Как многие богатые люди, Александр Александрович был скуп, и Галя, увидев Марину впервые, когда я пришел с ней в театр, была поражена тем, что дочь Пашковецкого так бедно одета. Скуп он был и на родительские чувства. У матери, Евгении Абрамовны, дети тоже не занимали много места в жизни. Ее кумиром был муж, которого она боготворила и искренне считала если не великим, то очень большим человеком. У Александра Александровича чувство собственного величия странным образом соединялось с комплексом неполноценности, ведь в те времена большие деньги сами по себе еще не обеспечивали соответствующий социальный статус. Он был сыном тираспольского портного, в глубине его натуры теплилось природное художественное чутье, но отсутствие образования не дало ему проявиться.

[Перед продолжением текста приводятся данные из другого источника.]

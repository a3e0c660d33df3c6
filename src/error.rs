//! Centralized error types for mailpager.

use std::path::PathBuf;
use thiserror::Error;

/// All errors produced by the mailpager library.
#[derive(Error, Debug)]
pub enum PagerError {
    /// I/O error with the associated file path.
    #[error("I/O error reading '{path}': {source}")]
    Io {
        path: PathBuf,
        source: std::io::Error,
    },

    /// The backing stream failed while reading the line at `offset`.
    ///
    /// End of stream is not an error; the scanner reports it as `Ok(None)`.
    #[error("Read error at offset {offset}: {source}")]
    StreamRead {
        offset: u64,
        source: std::io::Error,
    },

    /// A search or highlight regex did not compile.
    #[error("Invalid pattern '{pattern}': {source}")]
    PatternCompile {
        pattern: String,
        source: regex::Error,
    },

    /// A configured color name could not be understood.
    #[error("Unknown color: {0}")]
    InvalidColor(String),

    /// Growing the line table failed. Fatal for the session.
    #[error("Out of memory growing the line table to {requested} rows")]
    AllocationExhausted { requested: usize },

    /// The message decoder could not produce any displayable text.
    #[error("Could not decode message: {0}")]
    MessageParse(String),
}

/// Convenience alias for `Result<T, PagerError>`.
pub type Result<T> = std::result::Result<T, PagerError>;

impl PagerError {
    /// Create an `Io` variant from a path and an `io::Error`.
    pub fn io(path: impl Into<PathBuf>, source: std::io::Error) -> Self {
        Self::Io {
            path: path.into(),
            source,
        }
    }

    /// Create a `PatternCompile` variant for `pattern`.
    pub fn pattern(pattern: impl Into<String>, source: regex::Error) -> Self {
        Self::PatternCompile {
            pattern: pattern.into(),
            source,
        }
    }
}

/// Allow `?` on `std::io::Error` when no path context is available
/// (rare; prefer `PagerError::io` or `StreamRead`).
impl From<std::io::Error> for PagerError {
    fn from(source: std::io::Error) -> Self {
        Self::Io {
            path: PathBuf::from("<stream>"),
            source,
        }
    }
}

Интеллигентных людей он не любил, может быть, даже презирал, как презирают богачи людей менее обеспеченных. Чувствовал он себя среди них неуверенно и, не отдавая себе, вероятно, в этом отчет, завидовал им. С моими небогатыми родителями, служившими в театре, когда настала пора им познакомиться, он был очень вежлив, однако за глаза пренебрежительно называл их комедиантами.
Отсутствие у Марины душевных контактов с родителями повлияло на критическое отношение и к ним, и к их семейным ценностям. Она выросла другим человеком, чему немало способствовали книги. Впрочем, возможно, виной тому и причудливое сочетание генов, что способствовало появлению творческой, художественной натуры.
Естественно, родители Марины меня терпеть не могли при полной взаимности с моей стороны. Человек, обреченный своим инженерным образованием на скромную зарплату, не мог успешно конкурировать в качестве зятя с зубным техником, портным или торговым работником. Впрочем, жить было негде, и до брака было еще далеко.
Поэтому жизнь продолжалась без особых изменений, просто мы теперь с Мариной были неразлучны, насколько это позволяли моя работа, ее учеба и быт.